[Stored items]
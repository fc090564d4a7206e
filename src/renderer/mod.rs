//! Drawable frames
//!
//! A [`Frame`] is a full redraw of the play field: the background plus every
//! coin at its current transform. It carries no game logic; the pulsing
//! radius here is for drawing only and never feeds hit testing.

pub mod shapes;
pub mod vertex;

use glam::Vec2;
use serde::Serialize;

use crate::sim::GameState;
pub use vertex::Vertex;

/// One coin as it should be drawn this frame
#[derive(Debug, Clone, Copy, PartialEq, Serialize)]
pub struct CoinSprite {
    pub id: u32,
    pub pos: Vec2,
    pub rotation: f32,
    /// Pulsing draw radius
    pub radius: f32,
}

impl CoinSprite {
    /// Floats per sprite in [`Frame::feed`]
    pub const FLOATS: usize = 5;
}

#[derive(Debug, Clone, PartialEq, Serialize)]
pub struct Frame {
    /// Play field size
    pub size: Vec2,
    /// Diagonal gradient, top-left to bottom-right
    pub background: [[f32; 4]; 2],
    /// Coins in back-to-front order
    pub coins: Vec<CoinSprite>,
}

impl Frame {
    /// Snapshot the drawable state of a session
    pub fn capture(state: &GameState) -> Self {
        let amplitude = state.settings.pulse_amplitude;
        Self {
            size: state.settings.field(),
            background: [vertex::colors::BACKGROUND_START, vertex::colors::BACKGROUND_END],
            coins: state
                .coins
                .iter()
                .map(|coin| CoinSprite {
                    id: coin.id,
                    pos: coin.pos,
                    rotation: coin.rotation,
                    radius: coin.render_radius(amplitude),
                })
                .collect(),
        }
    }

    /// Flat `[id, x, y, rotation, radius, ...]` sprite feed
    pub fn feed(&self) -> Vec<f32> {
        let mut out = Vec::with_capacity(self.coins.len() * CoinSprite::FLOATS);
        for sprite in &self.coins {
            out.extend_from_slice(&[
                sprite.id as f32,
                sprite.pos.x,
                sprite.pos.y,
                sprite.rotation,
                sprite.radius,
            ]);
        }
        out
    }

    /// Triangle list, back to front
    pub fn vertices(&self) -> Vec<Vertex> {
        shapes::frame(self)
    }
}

■ **ACTION ITEM**: Say how many lines of the entries above hold the string "front", and say nothing besides the number.

■ **OUTPUT BELOW**: 2